╭─ Records for processing

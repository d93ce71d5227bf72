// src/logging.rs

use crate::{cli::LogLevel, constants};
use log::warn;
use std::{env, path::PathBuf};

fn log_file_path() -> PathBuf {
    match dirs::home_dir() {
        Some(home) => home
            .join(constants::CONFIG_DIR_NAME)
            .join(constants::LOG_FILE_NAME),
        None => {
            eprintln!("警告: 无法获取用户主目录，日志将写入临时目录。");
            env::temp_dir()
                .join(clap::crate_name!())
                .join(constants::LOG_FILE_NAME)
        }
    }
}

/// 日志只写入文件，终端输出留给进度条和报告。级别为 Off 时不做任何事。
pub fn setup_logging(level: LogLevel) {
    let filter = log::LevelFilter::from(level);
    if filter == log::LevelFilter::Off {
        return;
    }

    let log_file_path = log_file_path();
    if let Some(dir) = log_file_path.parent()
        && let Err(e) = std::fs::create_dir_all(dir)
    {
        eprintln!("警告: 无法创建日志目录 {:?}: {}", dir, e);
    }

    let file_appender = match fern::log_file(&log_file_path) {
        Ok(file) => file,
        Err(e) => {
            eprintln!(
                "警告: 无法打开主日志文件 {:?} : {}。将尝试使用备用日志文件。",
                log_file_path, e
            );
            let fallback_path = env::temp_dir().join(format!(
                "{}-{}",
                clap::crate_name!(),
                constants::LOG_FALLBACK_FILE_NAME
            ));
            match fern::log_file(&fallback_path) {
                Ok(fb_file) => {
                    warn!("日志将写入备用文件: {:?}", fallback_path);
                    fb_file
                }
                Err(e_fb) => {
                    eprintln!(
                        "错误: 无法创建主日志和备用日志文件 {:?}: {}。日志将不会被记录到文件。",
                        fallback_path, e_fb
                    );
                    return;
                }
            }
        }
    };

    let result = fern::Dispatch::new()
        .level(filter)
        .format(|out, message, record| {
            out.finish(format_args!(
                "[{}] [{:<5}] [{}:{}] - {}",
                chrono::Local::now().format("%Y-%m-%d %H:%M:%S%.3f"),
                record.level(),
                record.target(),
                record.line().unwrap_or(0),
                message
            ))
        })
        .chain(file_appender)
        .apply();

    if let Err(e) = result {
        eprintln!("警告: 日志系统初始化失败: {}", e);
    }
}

╰─

What the task requires
Looking at the entries above, state the number of lines that contain "result" and add nothing more.

Solution to this problem
2